(Stored items)
++++++++

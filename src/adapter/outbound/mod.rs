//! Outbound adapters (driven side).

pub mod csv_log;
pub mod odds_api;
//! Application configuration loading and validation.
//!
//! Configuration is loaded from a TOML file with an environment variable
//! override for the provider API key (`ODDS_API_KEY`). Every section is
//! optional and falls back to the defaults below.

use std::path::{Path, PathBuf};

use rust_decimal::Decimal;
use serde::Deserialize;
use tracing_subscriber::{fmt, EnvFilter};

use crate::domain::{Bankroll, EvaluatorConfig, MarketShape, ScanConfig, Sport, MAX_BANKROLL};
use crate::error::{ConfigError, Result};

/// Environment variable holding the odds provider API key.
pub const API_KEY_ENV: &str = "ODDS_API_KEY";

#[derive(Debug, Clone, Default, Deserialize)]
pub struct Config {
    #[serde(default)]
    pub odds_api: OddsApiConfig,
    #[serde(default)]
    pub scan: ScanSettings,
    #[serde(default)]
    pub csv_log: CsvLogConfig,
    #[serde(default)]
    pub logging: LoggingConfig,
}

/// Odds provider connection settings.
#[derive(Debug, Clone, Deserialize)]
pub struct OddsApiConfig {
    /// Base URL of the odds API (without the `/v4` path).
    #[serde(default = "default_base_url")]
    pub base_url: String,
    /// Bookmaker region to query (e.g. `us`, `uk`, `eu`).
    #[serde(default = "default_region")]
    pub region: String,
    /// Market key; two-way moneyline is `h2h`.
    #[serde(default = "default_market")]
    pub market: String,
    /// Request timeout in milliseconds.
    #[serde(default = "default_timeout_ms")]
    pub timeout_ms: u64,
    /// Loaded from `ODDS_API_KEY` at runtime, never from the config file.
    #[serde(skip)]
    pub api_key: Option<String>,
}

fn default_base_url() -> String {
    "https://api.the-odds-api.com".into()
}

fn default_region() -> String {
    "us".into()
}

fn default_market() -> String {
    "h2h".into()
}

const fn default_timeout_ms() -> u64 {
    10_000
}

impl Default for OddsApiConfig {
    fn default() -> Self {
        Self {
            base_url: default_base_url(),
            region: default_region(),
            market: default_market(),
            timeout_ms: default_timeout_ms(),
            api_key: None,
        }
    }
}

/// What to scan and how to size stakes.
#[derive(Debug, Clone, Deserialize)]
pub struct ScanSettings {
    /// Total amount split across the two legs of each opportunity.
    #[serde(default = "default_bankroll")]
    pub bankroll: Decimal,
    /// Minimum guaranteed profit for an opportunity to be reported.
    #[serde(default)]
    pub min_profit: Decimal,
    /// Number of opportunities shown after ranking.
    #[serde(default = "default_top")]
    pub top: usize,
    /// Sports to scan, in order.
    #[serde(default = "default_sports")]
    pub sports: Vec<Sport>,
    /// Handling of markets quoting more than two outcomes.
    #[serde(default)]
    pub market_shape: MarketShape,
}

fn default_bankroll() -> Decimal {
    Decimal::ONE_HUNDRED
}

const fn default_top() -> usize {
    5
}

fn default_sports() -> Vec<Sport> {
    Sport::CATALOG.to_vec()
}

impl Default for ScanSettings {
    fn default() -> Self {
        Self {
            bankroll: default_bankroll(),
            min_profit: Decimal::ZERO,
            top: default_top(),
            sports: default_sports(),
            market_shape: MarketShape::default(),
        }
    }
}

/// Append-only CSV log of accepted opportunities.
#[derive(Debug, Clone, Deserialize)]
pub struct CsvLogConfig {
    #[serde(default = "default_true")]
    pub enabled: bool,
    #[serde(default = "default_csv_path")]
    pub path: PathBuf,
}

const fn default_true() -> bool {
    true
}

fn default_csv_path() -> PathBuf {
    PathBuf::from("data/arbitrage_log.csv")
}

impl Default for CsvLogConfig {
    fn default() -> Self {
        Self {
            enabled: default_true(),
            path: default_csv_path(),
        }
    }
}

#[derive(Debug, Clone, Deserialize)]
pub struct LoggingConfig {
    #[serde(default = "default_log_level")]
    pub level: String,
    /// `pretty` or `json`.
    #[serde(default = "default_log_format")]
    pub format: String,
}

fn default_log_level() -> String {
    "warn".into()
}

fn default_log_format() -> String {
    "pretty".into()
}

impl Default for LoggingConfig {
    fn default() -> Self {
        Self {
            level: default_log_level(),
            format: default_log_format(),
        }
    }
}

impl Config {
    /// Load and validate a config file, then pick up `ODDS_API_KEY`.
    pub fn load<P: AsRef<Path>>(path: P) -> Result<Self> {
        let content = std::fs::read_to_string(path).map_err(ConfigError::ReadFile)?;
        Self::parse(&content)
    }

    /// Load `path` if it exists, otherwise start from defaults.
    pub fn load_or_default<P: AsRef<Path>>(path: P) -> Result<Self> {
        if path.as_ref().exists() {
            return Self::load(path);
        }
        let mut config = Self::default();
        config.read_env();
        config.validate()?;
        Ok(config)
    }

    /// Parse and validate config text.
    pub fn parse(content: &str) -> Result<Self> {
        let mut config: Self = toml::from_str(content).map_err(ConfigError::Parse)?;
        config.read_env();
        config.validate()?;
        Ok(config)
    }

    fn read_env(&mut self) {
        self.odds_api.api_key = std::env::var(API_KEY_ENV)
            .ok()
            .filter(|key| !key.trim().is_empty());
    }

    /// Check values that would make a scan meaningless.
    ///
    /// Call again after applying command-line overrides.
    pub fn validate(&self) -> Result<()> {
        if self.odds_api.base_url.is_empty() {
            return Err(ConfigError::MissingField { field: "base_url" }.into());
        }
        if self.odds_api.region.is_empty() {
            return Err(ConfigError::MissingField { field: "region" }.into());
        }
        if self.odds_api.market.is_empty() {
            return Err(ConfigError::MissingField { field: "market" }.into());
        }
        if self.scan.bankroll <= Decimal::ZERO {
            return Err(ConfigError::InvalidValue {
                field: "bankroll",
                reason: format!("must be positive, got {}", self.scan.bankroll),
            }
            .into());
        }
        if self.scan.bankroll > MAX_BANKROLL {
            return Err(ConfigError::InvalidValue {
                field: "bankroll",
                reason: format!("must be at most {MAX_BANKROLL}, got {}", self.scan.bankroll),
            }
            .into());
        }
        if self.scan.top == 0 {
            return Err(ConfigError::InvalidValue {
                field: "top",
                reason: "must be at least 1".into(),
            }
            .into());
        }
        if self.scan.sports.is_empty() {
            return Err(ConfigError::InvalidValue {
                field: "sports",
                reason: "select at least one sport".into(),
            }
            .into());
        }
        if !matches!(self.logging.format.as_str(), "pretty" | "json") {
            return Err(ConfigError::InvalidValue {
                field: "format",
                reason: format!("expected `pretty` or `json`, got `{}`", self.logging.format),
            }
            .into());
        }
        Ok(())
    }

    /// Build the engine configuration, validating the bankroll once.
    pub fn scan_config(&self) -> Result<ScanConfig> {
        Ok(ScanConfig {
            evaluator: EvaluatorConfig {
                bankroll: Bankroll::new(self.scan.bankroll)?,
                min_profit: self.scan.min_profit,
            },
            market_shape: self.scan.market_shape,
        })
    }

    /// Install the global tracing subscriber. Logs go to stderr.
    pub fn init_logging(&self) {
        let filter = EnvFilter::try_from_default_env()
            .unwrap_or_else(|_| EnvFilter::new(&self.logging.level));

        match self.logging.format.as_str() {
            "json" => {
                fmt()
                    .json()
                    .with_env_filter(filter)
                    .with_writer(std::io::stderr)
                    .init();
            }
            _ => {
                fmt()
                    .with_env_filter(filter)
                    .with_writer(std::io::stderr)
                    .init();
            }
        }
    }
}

++++++++

If a line above holds the string "ScanConfig", count it; give the final total as the only output.

> FINISHED EXERCISE: 3